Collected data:
------------------------------------------------------------
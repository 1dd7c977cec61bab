use aip_crypto::sha256_hex;
use aip_schemas::{AlignmentCard, ConscienceContext, ConscienceValue};

/// Hashes a canonical JSON serialization of `card`, excluding nothing
/// beyond what serde already emits — the card is already free of
/// principal identity or audit fields.
pub fn card_hash(card: &AlignmentCard) -> String {
    let json = serde_json::to_string(card).expect("AlignmentCard always serializes");
    sha256_hex(json.as_bytes())
}

/// Hashes a canonical JSON serialization of the conscience values consulted
/// for a check.
pub fn values_hash(values: &[ConscienceValue]) -> String {
    let json = serde_json::to_string(values).expect("ConscienceValue always serializes");
    sha256_hex(json.as_bytes())
}

/// Hashes a canonical JSON serialization of the conscience context the
/// analysis model reported.
pub fn context_hash(context: &ConscienceContext) -> String {
    let json = serde_json::to_string(context).expect("ConscienceContext always serializes");
    sha256_hex(json.as_bytes())
}

/// Combines the thinking, card, values, and context commitments into one
/// digest that the chain hash and certificate both reference.
pub fn combined_commitment(thinking_hash: &str, card_hash: &str, values_hash: &str, context_hash: &str) -> String {
    let joined = format!("{thinking_hash}|{card_hash}|{values_hash}|{context_hash}");
    sha256_hex(joined.as_bytes())
}
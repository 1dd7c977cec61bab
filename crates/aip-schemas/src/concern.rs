use serde::{Deserialize, Serialize};

/// Upper bound on the length, in characters, of any concern's `evidence`
/// field. Evidence longer than this is truncated at ingestion, never rejected.
pub const MAX_EVIDENCE_LENGTH: usize = 200;

#[derive(Debug, Clone, Copy, PartialEq, Eq, Hash, Serialize, Deserialize)]
#[serde(rename_all = "snake_case")]
pub enum ConcernCategory {
    PromptInjection,
    ValueMisalignment,
    AutonomyViolation,
    ReasoningCorruption,
    DeceptiveReasoning,
    UndeclaredIntent,
}

impl std::fmt::Display for ConcernCategory {
    fn fmt(&self, f: &mut std::fmt::Formatter<'_>) -> std::fmt::Result {
        let label = match self {
            ConcernCategory::PromptInjection => "prompt_injection",
            ConcernCategory::ValueMisalignment => "value_misalignment",
            ConcernCategory::AutonomyViolation => "autonomy_violation",
            ConcernCategory::ReasoningCorruption => "reasoning_corruption",
            ConcernCategory::DeceptiveReasoning => "deceptive_reasoning",
            ConcernCategory::UndeclaredIntent => "undeclared_intent",
        };
        write!(f, "{label}")
    }
}

#[derive(Debug, Clone, Copy, PartialEq, Eq, PartialOrd, Ord, Hash, Serialize, Deserialize)]
#[serde(rename_all = "snake_case")]
pub enum Severity {
    Low,
    Medium,
    High,
    Critical,
}

impl std::fmt::Display for Severity {
    fn fmt(&self, f: &mut std::fmt::Formatter<'_>) -> std::fmt::Result {
        let label = match self {
            Severity::Low => "low",
            Severity::Medium => "medium",
            Severity::High => "high",
            Severity::Critical => "critical",
        };
        write!(f, "{label}")
    }
}

#[derive(Debug, Clone, Serialize, Deserialize)]
pub struct IntegrityConcern {
    pub category: ConcernCategory,
    pub severity: Severity,
    pub description: String,
    pub evidence: String,
    #[serde(skip_serializing_if = "Option::is_none", default)]
    pub relevant_card_field: Option<String>,
    #[serde(skip_serializing_if = "Option::is_none", default)]
    pub relevant_conscience_value: Option<String>,
}

impl IntegrityConcern {
    /// Truncates `evidence` to [`MAX_EVIDENCE_LENGTH`] characters, leaving
    /// shorter evidence untouched.
    pub fn truncate_evidence(&mut self) {
        if self.evidence.chars().count() > MAX_EVIDENCE_LENGTH {
            self.evidence = self.evidence.chars().take(MAX_EVIDENCE_LENGTH).collect();
        }
    }
}
use serde::{Deserialize, Serialize};

#[derive(Debug, Clone, Copy, PartialEq, Eq, Serialize, Deserialize)]
#[serde(rename_all = "snake_case")]
pub enum ExtractionMethod {
    NativeThinking,
    ReasoningContent,
    ResponseAnalysis,
}

impl ExtractionMethod {
    /// The confidence fixed per extraction path.
    pub fn confidence(&self) -> f64 {
        match self {
            ExtractionMethod::NativeThinking => 1.0,
            ExtractionMethod::ReasoningContent => 0.9,
            ExtractionMethod::ResponseAnalysis => 0.3,
        }
    }
}

#[derive(Debug, Clone, Serialize, Deserialize)]
pub struct ExtractedThinking {
    pub content: String,
    pub provider: String,
    pub model: String,
    pub extraction_method: ExtractionMethod,
    pub confidence: f64,
    pub truncated: bool,
}

#[cfg(test)]
mod tests {
    use super::*;

    #[test]
    fn confidence_matches_extraction_path() {
        assert_eq!(ExtractionMethod::NativeThinking.confidence(), 1.0);
        assert_eq!(ExtractionMethod::ReasoningContent.confidence(), 0.9);
        assert_eq!(ExtractionMethod::ResponseAnalysis.confidence(), 0.3);
    }

    #[test]
    fn serde_round_trip() {
        let thinking = ExtractedThinking {
            content: "reasoning text".into(),
            provider: "anthropic".into(),
            model: "claude".into(),
            extraction_method: ExtractionMethod::NativeThinking,
            confidence: 1.0,
            truncated: false,
        };
        let json = serde_json::to_string(&thinking).unwrap();
        let back: ExtractedThinking = serde_json::from_str(&json).unwrap();
        assert_eq!(back.provider, "anthropic");
        assert_eq!(back.extraction_method, ExtractionMethod::NativeThinking);
    }
}
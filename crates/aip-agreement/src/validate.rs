use aip_schemas::{AlignmentCard, ConscienceValue};
use chrono::Utc;

use crate::matching::{contains_negation, contains_whole_word, normalize_name};
use crate::report::{AgreementAugmentation, AgreementConflict, AgreementReport};

/// Checks every BOUNDARY/FEAR conscience value against the card's autonomy
/// envelope for contradictions (conflicts) and reinforcements (augmentations).
pub fn validate(card: &AlignmentCard, conscience_values: &[ConscienceValue]) -> AgreementReport {
    let considered: Vec<&ConscienceValue> = conscience_values.iter().filter(|v| v.tag.is_consulted()).collect();

    let mut conflicts = Vec::new();
    let mut augmentations = Vec::new();

    for value in &considered {
        let lowered = value.content.to_lowercase();
        let negated = contains_negation(&lowered);

        for action in &card.autonomy_envelope.bounded_actions {
            let phrase = normalize_name(action);
            if contains_whole_word(&lowered, &phrase) && negated {
                conflicts.push(AgreementConflict {
                    conscience_value: value.content.clone(),
                    card_field: "autonomy_envelope.bounded_actions",
                    action_name: action.clone(),
                });
            }
        }

        for action in &card.autonomy_envelope.forbidden_actions {
            let phrase = normalize_name(action);
            if contains_whole_word(&lowered, &phrase) {
                augmentations.push(AgreementAugmentation {
                    conscience_value: value.content.clone(),
                    augments: "autonomy_envelope.forbidden_actions",
                    name: action.clone(),
                });
            }
        }

        for trigger in &card.autonomy_envelope.escalation_triggers {
            let phrase = normalize_name(&trigger.condition);
            if contains_whole_word(&lowered, &phrase) {
                augmentations.push(AgreementAugmentation {
                    conscience_value: value.content.clone(),
                    augments: "autonomy_envelope.escalation_triggers",
                    name: trigger.condition.clone(),
                });
            }
        }
    }

    AgreementReport {
        valid: conflicts.is_empty(),
        conflicts,
        augmentations,
        card_id: card.card_id.clone(),
        conscience_value_count: considered.len(),
        validated_at: Utc::now(),
    }
}
use serde::{Deserialize, Serialize};

#[derive(Debug, Clone, Serialize, Deserialize)]
pub struct Value {
    pub name: String,
    /// Lower ranks first.
    pub priority: u32,
    #[serde(skip_serializing_if = "Option::is_none", default)]
    pub description: Option<String>,
}

#[derive(Debug, Clone, Serialize, Deserialize)]
pub struct EscalationTrigger {
    pub condition: String,
    pub action: String,
    #[serde(skip_serializing_if = "Option::is_none", default)]
    pub reason: Option<String>,
}

#[derive(Debug, Clone, Default, Serialize, Deserialize)]
pub struct AutonomyEnvelope {
    #[serde(default)]
    pub bounded_actions: Vec<String>,
    #[serde(default)]
    pub forbidden_actions: Vec<String>,
    #[serde(default)]
    pub escalation_triggers: Vec<EscalationTrigger>,
}

#[derive(Debug, Clone, Serialize, Deserialize)]
pub struct AlignmentCard {
    pub card_id: String,
    pub values: Vec<Value>,
    pub autonomy_envelope: AutonomyEnvelope,
    #[serde(skip_serializing_if = "Option::is_none", default)]
    pub agent_description: Option<String>,
}

impl AlignmentCard {
    /// Returns `values` sorted by ascending priority.
    pub fn values_in_priority_order(&self) -> Vec<&Value> {
        let mut values: Vec<&Value> = self.values.iter().collect();
        values.sort_by_key(|v| v.priority);
        values
    }
}
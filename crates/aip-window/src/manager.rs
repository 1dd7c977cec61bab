use std::collections::VecDeque;

use aip_schemas::{
    IntegrityCheckpoint, SessionBoundaryPolicy, VerdictCounts, Verdict, WindowConfig, WindowMode,
    WindowSummary, MIN_WINDOW_SIZE,
};
use chrono::Utc;

use crate::error::WindowError;

/// A bounded, session-aware sequence of recent integrity checkpoints.
pub struct WindowManager {
    config: WindowConfig,
    checkpoints: VecDeque<IntegrityCheckpoint>,
    session_id: String,
    total_checks: u64,
}

impl WindowManager {
    pub fn new(config: WindowConfig) -> Result<Self, WindowError> {
        if config.max_size < MIN_WINDOW_SIZE {
            return Err(WindowError::ConfigInvalid { min: MIN_WINDOW_SIZE, actual: config.max_size });
        }

        Ok(WindowManager {
            config,
            checkpoints: VecDeque::new(),
            session_id: String::new(),
            total_checks: 0,
        })
    }

    /// Pushes a checkpoint onto the window, applying session-boundary
    /// reset, staleness eviction, and capacity eviction in that order.
    pub fn push(&mut self, checkpoint: IntegrityCheckpoint) {
        if checkpoint.session_id != self.session_id {
            if self.config.session_boundary == SessionBoundaryPolicy::Reset {
                self.reset();
            }
            self.session_id = checkpoint.session_id.clone();
        }

        self.evict_stale();

        if self.checkpoints.len() >= self.config.max_size {
            match self.config.mode {
                WindowMode::Sliding => {
                    self.checkpoints.pop_front();
                }
                WindowMode::Fixed => {
                    self.checkpoints.clear();
                }
            }
        }

        self.checkpoints.push_back(checkpoint);
        self.total_checks += 1;

        tracing::debug!(
            session_id = %self.session_id,
            window_size = self.checkpoints.len(),
            total_checks = self.total_checks,
            "pushed checkpoint onto window"
        );
    }

    fn evict_stale(&mut self) {
        if self.config.max_age_seconds == 0 {
            return;
        }
        let now = Utc::now();
        let max_age = chrono::Duration::seconds(self.config.max_age_seconds as i64);
        self.checkpoints.retain(|cp| now.signed_duration_since(cp.timestamp) <= max_age);
    }

    /// Clears the window and zeroes every counter, including the cumulative
    /// `total_checks` — a session boundary is a break in the whole count,
    /// not just the visible window.
    pub fn reset(&mut self) {
        self.checkpoints.clear();
        self.total_checks = 0;
    }

    pub fn get_summary(&self) -> WindowSummary {
        let size = self.checkpoints.len();
        let mut verdicts = VerdictCounts::default();
        for cp in &self.checkpoints {
            match cp.verdict {
                Verdict::Clear => verdicts.clear += 1,
                Verdict::ReviewNeeded => verdicts.review_needed += 1,
                Verdict::BoundaryViolation => verdicts.boundary_violation += 1,
            }
        }

        let integrity_ratio = if size == 0 { 1.0 } else { verdicts.clear as f64 / size as f64 };

        WindowSummary {
            size,
            max_size: self.config.max_size,
            verdicts,
            integrity_ratio,
            drift_alert_active: false,
        }
    }

    /// Average analysis duration across the checkpoints currently in the window.
    pub fn avg_analysis_ms(&self) -> f64 {
        if self.checkpoints.is_empty() {
            return 0.0;
        }
        let total: u64 = self.checkpoints.iter().map(|cp| cp.analysis_metadata.analysis_duration_ms).sum();
        total as f64 / self.checkpoints.len() as f64
    }

    /// Cumulative checks ever pushed, zeroed only by [`Self::reset`].
    pub fn total_checks(&self) -> u64 {
        self.total_checks
    }

    /// A human-readable session-context block suitable for prompt inclusion.
    pub fn get_context(&self) -> Vec<&IntegrityCheckpoint> {
        self.checkpoints.iter().collect()
    }
}
use chrono::{DateTime, Utc};
use serde::{Deserialize, Serialize};

/// Default streak length, in consecutive non-clear checkpoints, at which a
/// drift alert fires. Cannot be configured below this floor.
pub const MIN_DRIFT_THRESHOLD: u32 = 3;

#[derive(Debug, Clone, Default)]
pub struct DriftState {
    pub sustained_nonclear: u32,
    pub alert_fired: bool,
    pub streak_checkpoint_ids: Vec<String>,
    pub streak_categories: Vec<String>,
}

#[derive(Debug, Clone, Copy, PartialEq, Eq, Serialize, Deserialize)]
#[serde(rename_all = "snake_case")]
pub enum AlertSeverity {
    Low,
    Medium,
    High,
}

#[derive(Debug, Clone, Copy, PartialEq, Eq, Serialize, Deserialize)]
#[serde(rename_all = "snake_case")]
pub enum DriftDirection {
    InjectionPattern,
    ValueErosion,
    AutonomyCreep,
    DeceptionPattern,
    Unknown,
}

#[derive(Debug, Clone, Serialize, Deserialize)]
pub struct IntegrityDriftAlert {
    pub alert_id: String,
    pub agent_id: String,
    pub session_id: String,
    pub checkpoint_ids: Vec<String>,
    pub integrity_similarity: f64,
    pub sustained_checks: u32,
    pub alert_type: String,
    pub severity: AlertSeverity,
    pub drift_direction: DriftDirection,
    pub message: String,
    pub detection_timestamp: DateTime<Utc>,
}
------------------------------------------------------------
» **Problem requirements**: One inclusive range is required: first line of the data through the line containing "pub fn card_hash(card: &AlignmentCard)". Set it down exactly and output nothing else.

» **Task solution**:
repository 1dd7c977cec61bab
use aip_crypto::sha256_hex;
use aip_schemas::{AlignmentCard, ConscienceContext, ConscienceValue};

/// Hashes a canonical JSON serialization of `card`, excluding nothing
/// beyond what serde already emits — the card is already free of
/// principal identity or audit fields.
pub fn card_hash(card: &AlignmentCard) -> String {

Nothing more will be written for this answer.